**HOW TO COMPLETE THIS TASK**.
Your task is to return the span of lines beginning at the one with "let region = regions.iter().find(|r|" and ending at the last line of the data, exactly as it stands.

**Stored items**.
━━━━━━━━━━━━━━━━

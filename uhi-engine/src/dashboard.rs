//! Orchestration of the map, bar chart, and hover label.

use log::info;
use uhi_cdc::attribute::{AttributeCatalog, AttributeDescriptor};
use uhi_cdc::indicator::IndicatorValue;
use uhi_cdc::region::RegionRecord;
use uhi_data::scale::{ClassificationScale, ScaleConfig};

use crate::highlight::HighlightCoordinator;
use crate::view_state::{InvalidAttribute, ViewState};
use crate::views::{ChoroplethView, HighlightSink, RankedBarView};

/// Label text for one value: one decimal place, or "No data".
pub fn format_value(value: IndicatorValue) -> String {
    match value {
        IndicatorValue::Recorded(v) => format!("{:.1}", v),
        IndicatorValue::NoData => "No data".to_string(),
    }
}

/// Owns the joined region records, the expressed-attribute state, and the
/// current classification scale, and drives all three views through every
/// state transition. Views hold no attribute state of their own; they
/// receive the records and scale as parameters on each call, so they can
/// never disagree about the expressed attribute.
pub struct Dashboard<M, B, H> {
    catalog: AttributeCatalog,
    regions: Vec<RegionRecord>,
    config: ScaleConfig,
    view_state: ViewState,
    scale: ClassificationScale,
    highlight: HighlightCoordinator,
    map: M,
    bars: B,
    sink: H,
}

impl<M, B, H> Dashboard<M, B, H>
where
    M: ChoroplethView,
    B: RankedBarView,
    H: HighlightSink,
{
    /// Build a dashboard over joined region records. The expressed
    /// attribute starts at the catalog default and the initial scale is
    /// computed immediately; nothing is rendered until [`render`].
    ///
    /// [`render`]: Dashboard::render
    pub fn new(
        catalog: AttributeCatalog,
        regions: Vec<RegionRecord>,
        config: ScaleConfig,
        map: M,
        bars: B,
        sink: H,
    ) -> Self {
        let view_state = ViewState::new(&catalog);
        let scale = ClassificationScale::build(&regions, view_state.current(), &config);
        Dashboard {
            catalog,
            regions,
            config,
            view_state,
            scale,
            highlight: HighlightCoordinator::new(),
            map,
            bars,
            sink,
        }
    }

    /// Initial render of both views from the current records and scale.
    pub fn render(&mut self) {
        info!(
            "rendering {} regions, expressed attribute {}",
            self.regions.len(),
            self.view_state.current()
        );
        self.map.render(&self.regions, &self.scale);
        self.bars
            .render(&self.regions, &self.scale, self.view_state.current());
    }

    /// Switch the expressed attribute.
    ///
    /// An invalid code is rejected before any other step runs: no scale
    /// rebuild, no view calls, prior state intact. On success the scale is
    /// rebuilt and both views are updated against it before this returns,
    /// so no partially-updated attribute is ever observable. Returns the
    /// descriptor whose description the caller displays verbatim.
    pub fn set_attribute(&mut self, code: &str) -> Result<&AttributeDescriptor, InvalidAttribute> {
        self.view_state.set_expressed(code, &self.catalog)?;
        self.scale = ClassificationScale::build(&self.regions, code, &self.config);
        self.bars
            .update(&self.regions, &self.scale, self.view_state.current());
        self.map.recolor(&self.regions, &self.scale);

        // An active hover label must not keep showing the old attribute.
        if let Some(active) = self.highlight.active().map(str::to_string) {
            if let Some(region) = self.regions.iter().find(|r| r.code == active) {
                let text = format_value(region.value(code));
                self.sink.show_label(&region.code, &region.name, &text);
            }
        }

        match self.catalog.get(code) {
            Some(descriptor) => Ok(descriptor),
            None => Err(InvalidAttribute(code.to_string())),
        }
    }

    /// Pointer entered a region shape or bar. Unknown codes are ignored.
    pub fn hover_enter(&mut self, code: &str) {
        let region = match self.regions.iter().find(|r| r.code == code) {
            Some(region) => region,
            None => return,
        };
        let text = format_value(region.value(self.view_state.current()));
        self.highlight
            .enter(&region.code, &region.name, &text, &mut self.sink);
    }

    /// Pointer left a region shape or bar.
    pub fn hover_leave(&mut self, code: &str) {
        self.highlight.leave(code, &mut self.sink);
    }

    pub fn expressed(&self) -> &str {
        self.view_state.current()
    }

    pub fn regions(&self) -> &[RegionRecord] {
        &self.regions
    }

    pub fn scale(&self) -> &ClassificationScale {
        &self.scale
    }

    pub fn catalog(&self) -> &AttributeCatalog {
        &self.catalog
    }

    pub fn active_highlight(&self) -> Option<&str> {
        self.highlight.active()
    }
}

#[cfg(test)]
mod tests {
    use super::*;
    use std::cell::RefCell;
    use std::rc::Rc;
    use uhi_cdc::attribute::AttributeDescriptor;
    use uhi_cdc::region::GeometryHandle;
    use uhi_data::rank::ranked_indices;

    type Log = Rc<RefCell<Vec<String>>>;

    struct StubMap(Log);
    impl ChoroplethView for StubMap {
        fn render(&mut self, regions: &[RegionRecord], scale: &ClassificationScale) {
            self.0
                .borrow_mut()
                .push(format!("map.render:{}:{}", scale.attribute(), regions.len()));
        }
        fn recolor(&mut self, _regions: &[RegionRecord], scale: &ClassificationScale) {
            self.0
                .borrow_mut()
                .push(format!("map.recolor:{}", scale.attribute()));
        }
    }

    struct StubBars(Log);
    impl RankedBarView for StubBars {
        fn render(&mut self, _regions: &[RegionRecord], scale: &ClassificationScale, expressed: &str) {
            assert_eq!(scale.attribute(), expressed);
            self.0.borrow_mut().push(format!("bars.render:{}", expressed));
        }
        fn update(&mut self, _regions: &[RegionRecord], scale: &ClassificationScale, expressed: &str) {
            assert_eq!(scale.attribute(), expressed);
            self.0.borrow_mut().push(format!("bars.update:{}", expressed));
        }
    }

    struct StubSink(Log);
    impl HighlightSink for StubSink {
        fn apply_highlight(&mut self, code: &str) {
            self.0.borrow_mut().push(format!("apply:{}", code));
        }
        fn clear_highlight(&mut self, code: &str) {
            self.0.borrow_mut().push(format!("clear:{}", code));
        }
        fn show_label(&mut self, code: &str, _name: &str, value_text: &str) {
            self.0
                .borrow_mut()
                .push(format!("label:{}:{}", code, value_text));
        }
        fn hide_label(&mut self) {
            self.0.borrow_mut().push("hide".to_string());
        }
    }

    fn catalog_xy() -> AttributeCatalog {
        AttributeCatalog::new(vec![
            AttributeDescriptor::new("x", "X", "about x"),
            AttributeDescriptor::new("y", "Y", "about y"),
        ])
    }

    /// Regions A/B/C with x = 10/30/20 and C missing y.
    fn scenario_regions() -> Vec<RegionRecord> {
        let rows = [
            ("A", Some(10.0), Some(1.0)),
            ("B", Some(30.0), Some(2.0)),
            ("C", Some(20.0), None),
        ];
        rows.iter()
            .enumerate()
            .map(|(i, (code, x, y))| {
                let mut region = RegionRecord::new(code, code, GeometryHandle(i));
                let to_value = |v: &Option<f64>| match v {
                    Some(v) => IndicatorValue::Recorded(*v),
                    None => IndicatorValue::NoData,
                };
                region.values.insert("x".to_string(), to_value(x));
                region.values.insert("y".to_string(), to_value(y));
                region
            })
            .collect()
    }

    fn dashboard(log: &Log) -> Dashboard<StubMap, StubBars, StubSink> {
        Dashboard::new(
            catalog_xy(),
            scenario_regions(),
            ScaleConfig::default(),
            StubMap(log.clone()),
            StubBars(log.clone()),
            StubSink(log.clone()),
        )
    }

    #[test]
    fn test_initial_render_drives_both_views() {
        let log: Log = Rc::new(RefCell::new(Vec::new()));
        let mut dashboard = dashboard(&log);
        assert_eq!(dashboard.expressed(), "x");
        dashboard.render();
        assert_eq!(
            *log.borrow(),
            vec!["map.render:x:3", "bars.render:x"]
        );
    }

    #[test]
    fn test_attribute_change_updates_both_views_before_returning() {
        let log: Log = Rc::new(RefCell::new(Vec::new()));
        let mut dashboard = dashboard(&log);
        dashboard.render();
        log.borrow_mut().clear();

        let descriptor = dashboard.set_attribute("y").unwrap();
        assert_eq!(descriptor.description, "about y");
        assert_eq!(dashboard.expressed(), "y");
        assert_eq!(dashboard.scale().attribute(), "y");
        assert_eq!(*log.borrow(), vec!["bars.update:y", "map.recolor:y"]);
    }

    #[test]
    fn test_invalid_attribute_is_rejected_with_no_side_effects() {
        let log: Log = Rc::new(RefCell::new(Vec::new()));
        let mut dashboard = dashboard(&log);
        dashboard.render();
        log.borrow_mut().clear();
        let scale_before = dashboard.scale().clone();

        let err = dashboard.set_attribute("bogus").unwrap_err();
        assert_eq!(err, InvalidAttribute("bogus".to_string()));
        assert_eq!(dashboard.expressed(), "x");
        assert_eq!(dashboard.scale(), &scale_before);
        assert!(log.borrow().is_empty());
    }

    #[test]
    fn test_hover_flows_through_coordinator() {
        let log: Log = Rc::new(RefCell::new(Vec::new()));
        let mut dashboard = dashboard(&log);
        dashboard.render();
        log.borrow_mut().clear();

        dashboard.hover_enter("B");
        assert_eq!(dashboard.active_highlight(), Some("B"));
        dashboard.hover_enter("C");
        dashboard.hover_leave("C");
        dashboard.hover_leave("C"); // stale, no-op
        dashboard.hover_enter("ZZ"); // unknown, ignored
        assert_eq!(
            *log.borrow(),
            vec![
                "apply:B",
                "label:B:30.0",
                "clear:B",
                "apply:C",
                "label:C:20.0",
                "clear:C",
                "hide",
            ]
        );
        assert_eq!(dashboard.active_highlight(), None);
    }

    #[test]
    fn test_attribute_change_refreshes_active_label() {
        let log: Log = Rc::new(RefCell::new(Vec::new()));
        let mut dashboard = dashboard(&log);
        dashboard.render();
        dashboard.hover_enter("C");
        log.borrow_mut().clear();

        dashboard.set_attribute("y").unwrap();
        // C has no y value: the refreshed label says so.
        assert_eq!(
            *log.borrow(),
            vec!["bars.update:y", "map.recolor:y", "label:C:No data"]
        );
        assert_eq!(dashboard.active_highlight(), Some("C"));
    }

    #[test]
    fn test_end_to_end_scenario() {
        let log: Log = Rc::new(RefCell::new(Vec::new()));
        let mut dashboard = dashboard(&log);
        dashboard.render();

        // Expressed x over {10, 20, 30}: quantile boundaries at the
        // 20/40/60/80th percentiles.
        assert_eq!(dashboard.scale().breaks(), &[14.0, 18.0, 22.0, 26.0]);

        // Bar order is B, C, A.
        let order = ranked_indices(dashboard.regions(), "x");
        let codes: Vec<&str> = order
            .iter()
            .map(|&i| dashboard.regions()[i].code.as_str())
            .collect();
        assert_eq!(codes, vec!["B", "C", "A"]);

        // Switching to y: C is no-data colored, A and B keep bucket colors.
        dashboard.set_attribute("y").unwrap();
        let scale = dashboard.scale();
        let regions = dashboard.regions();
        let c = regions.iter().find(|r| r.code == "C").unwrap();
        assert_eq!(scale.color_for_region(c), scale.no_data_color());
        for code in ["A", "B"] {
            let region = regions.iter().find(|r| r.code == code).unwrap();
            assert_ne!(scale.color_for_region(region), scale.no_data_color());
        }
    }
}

━━━━━━━━━━━━━━━━

**OUTPUT BELOW**.
            let region = regions.iter().find(|r| r.code == code).unwrap();
            assert_ne!(scale.color_for_region(region), scale.no_data_color());
        }
    }
}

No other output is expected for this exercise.